* _Task_
Lines from the line with "pub fn rate_limited(message: impl" to the line with "pub fn not_found(message: impl" in the entries below, and only those, must be output exactly, with both ends included.

* _Data to process_
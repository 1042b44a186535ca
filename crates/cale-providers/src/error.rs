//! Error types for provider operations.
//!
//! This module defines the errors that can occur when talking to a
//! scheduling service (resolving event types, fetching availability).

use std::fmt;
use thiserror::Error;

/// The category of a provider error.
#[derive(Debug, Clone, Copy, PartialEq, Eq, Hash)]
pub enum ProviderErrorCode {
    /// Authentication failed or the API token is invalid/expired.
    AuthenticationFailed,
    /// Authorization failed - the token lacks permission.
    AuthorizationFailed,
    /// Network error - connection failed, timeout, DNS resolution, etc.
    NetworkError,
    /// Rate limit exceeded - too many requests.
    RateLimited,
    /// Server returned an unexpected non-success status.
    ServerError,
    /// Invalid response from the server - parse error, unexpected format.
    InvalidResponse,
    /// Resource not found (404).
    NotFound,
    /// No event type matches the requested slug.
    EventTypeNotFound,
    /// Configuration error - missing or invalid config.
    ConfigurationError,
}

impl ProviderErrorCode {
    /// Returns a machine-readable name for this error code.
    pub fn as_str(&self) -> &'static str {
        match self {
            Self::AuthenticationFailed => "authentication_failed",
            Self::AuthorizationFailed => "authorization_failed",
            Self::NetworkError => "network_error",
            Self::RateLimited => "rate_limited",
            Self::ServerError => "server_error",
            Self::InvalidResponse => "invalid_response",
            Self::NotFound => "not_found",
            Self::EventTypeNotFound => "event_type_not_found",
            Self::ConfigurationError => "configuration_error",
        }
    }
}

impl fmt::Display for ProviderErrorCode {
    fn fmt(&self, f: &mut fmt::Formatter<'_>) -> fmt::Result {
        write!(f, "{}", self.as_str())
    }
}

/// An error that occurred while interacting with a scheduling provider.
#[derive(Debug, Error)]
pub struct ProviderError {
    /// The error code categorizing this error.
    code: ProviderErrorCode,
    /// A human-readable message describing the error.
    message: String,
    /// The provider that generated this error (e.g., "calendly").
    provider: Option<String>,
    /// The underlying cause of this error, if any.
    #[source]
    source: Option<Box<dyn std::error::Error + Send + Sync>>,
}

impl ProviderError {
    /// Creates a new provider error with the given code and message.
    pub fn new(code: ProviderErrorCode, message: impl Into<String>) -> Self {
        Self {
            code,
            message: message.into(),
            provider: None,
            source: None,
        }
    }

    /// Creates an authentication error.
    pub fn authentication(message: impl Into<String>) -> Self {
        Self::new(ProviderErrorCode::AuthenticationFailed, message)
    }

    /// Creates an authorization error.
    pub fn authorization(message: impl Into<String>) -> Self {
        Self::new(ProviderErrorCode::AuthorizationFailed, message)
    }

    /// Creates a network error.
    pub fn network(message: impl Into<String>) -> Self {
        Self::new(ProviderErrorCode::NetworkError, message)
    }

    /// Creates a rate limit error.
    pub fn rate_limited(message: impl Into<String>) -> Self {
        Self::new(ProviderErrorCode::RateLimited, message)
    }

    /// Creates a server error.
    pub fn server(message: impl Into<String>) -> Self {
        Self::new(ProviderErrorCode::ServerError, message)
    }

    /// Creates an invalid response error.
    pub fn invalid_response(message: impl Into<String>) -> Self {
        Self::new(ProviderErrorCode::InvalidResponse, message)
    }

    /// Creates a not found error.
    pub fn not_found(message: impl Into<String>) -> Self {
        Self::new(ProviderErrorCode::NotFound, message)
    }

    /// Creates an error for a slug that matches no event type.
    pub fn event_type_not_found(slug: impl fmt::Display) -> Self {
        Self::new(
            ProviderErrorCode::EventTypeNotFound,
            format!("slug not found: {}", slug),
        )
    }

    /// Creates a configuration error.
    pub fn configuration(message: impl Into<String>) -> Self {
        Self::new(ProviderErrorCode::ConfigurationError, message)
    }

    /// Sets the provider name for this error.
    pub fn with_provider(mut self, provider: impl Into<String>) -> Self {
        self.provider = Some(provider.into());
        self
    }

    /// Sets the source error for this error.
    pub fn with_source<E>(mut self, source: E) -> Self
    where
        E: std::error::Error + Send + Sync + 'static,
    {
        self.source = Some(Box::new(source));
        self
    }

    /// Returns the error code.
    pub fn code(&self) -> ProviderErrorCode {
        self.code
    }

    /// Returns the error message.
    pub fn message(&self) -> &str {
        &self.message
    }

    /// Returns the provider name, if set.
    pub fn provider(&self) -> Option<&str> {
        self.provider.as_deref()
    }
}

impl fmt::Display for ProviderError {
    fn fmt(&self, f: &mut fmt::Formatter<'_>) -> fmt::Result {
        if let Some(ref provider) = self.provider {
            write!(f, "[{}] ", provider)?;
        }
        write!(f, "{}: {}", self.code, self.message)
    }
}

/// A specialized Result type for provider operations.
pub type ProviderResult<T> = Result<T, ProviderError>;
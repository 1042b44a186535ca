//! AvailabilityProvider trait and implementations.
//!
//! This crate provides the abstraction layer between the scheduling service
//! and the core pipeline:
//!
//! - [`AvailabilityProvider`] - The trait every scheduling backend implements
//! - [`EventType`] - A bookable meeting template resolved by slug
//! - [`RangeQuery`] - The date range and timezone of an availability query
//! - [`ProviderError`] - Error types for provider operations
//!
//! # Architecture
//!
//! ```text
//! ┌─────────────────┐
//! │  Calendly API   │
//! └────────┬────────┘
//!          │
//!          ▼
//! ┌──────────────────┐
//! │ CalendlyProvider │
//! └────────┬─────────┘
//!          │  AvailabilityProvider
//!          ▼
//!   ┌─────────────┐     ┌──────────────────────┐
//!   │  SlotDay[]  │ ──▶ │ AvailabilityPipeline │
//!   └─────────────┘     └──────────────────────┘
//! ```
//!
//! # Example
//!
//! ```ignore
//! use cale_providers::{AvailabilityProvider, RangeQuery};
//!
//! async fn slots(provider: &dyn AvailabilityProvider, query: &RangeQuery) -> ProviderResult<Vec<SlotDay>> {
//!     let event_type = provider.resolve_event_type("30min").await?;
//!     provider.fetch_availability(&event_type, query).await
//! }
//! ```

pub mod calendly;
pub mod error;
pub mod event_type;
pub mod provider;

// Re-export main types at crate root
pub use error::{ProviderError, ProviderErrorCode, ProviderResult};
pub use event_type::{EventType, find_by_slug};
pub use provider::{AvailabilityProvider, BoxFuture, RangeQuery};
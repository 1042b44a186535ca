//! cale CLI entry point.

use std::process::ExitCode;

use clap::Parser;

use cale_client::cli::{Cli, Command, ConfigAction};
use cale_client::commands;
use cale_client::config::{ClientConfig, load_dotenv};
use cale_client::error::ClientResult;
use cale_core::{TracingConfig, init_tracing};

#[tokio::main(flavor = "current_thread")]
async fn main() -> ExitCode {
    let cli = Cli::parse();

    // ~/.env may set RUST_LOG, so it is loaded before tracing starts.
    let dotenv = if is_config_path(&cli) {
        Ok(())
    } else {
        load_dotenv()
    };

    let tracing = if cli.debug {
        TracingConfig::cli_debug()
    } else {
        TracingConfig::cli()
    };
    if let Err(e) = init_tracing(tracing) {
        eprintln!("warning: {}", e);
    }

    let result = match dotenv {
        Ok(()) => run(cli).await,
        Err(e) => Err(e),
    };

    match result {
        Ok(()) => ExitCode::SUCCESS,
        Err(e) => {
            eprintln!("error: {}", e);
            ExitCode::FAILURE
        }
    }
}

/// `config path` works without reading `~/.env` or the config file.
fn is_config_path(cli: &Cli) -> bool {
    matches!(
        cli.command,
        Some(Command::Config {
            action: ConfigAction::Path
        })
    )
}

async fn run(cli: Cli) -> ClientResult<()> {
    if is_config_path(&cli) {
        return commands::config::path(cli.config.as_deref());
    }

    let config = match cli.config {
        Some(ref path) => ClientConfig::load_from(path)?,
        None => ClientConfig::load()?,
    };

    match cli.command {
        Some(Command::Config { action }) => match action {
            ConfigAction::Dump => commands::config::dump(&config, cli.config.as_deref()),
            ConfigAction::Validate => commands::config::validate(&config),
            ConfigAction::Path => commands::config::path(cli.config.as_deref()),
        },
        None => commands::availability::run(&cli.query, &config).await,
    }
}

--

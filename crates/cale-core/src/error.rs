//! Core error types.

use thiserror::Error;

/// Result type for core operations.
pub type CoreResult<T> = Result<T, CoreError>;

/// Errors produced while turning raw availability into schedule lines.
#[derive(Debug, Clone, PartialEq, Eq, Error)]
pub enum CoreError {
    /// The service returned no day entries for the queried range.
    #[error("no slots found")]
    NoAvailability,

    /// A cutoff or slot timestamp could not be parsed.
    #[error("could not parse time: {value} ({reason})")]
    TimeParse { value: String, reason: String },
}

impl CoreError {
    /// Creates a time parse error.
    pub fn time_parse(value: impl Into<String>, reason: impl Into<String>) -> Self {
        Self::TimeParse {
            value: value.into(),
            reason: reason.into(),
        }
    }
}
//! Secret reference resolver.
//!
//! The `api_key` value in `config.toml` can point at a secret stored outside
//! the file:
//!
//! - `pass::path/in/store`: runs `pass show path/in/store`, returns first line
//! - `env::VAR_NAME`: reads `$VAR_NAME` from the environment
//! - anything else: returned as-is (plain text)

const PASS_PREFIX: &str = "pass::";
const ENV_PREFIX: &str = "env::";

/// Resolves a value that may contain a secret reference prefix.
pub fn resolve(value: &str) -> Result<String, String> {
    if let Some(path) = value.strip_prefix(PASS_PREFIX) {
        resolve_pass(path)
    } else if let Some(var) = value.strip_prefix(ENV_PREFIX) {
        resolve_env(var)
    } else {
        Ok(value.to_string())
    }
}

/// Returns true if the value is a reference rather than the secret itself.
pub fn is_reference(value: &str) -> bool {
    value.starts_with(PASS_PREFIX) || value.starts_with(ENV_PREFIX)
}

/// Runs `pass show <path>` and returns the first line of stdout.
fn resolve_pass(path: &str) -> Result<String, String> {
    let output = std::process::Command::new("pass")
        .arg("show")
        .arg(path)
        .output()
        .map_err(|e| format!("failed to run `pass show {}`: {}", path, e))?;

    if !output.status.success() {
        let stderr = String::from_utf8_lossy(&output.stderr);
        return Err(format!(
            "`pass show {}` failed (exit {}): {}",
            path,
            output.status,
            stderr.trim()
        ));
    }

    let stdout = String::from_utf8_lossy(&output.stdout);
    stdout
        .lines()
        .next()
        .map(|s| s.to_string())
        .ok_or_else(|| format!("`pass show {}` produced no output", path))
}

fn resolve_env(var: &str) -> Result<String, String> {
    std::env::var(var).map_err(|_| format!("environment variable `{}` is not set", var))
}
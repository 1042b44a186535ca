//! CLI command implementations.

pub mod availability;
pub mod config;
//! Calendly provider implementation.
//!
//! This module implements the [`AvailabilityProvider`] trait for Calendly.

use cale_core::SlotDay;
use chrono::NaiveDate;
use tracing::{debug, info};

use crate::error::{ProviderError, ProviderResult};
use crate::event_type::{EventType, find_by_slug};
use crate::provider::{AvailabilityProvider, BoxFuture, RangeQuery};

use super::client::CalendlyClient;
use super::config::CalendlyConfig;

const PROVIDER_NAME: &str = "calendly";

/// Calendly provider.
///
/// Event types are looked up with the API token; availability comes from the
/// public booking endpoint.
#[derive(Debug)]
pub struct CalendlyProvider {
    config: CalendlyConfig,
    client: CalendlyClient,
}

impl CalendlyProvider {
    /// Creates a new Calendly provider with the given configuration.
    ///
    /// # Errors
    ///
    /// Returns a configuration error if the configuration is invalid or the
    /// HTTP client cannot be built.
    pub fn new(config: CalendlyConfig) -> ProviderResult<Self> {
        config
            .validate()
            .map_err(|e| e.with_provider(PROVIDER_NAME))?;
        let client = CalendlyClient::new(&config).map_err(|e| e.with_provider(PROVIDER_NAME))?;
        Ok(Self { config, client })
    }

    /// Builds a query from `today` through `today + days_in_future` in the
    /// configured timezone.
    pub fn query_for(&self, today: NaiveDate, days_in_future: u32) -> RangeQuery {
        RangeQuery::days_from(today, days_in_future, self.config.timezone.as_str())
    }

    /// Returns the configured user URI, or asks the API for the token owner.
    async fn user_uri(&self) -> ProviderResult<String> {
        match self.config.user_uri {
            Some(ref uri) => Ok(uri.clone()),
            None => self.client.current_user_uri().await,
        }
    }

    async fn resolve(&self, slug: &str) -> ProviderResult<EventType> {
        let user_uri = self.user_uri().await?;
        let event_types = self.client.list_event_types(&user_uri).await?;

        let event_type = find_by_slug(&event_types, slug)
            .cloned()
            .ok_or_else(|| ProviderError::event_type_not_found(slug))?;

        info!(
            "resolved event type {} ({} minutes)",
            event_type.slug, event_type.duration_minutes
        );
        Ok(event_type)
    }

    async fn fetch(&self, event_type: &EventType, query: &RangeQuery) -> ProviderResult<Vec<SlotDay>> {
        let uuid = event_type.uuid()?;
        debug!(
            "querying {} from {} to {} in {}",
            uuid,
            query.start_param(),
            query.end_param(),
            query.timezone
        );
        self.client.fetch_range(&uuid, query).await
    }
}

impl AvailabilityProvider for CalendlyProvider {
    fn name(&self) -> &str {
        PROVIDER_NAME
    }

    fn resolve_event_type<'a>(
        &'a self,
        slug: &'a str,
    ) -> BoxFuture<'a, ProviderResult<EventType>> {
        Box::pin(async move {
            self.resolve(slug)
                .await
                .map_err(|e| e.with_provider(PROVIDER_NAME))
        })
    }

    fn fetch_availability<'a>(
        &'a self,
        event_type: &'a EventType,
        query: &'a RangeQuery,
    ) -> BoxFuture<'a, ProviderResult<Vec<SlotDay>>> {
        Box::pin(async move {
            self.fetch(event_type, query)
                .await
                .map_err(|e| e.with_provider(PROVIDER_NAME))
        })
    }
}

--

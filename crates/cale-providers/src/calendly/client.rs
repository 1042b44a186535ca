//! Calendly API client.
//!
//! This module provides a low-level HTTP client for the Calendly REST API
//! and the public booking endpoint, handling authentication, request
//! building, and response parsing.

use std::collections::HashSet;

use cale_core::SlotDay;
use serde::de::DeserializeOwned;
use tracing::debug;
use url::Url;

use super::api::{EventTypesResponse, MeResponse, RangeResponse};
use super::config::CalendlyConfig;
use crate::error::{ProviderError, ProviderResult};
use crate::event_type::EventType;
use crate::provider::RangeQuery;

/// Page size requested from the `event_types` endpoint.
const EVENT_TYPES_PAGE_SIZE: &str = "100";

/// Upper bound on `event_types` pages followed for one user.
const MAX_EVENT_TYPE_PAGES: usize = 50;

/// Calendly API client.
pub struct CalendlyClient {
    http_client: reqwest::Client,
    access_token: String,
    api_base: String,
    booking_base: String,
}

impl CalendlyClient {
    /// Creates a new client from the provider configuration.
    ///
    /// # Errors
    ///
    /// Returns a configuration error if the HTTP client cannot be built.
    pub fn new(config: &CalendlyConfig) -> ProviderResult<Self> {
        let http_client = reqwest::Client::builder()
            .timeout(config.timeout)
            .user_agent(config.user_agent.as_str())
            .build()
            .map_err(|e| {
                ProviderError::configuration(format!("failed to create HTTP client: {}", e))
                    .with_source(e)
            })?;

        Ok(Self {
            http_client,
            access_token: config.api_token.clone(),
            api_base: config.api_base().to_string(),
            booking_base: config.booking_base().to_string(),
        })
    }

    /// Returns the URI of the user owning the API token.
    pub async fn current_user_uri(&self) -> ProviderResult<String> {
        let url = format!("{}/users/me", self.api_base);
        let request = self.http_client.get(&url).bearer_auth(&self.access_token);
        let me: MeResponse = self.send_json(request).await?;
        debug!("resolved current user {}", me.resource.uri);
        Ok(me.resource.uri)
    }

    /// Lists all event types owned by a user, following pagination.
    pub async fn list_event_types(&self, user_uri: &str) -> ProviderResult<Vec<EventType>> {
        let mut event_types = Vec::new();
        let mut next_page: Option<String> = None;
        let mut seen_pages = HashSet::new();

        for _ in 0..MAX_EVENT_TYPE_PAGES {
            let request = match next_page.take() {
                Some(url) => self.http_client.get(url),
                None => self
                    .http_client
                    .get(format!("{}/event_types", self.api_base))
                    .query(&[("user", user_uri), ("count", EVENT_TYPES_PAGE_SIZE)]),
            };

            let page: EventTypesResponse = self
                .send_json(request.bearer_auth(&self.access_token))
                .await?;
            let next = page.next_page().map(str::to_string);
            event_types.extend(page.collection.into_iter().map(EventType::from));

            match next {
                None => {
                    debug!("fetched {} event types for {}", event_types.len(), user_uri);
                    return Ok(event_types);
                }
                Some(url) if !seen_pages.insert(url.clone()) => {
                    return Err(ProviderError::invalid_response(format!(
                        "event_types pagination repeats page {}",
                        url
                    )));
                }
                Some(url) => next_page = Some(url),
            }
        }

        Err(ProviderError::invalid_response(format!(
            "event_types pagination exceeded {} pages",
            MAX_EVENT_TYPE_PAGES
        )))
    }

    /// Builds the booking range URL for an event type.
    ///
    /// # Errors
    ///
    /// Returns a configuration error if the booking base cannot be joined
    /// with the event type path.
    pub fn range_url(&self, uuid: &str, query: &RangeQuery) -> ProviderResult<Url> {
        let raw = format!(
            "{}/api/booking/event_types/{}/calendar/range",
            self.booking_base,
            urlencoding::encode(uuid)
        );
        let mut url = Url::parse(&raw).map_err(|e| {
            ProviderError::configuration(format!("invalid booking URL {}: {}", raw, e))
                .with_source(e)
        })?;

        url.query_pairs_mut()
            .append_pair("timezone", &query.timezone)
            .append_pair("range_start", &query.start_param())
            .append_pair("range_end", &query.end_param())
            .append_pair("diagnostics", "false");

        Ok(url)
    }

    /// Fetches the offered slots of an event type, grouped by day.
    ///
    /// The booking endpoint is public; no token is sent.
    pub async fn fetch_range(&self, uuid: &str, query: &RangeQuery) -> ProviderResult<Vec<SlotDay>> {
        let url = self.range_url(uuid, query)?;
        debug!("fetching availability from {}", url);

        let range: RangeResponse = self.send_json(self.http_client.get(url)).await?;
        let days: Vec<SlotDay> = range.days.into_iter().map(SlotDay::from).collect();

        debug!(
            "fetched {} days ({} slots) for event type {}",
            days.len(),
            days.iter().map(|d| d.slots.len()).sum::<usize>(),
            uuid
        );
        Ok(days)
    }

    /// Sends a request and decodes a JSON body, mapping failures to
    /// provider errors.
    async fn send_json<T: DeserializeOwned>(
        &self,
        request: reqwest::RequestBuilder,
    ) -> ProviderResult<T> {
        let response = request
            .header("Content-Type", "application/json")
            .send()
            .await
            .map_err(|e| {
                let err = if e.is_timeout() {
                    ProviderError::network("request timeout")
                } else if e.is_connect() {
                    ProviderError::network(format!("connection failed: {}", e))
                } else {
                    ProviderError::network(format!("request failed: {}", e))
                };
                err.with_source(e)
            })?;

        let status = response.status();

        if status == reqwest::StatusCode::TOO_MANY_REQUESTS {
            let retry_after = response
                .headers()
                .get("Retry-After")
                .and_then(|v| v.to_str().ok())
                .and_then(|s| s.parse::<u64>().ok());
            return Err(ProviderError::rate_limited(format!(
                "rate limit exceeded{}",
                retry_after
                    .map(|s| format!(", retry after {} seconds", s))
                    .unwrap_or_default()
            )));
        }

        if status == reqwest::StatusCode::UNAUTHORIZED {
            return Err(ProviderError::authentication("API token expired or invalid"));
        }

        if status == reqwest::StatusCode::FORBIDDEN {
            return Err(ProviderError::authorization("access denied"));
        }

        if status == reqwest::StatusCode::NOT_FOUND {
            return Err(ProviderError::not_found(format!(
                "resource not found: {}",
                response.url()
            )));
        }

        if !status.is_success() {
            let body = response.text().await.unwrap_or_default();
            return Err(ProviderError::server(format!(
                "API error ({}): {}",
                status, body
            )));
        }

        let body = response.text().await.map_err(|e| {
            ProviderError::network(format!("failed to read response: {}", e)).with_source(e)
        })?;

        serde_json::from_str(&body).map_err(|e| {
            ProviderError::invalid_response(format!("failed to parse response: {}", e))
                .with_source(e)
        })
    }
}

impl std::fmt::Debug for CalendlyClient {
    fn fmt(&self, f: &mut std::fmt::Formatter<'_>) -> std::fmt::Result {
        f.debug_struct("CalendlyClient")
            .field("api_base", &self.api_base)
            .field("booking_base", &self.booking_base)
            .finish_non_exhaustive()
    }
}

* _Solution for this problem_
    pub fn rate_limited(message: impl Into<String>) -> Self {
        Self::new(ProviderErrorCode::RateLimited, message)
    }

    /// Creates a server error.
    pub fn server(message: impl Into<String>) -> Self {
        Self::new(ProviderErrorCode::ServerError, message)
    }

    /// Creates an invalid response error.
    pub fn invalid_response(message: impl Into<String>) -> Self {
        Self::new(ProviderErrorCode::InvalidResponse, message)
    }

    /// Creates a not found error.
    pub fn not_found(message: impl Into<String>) -> Self {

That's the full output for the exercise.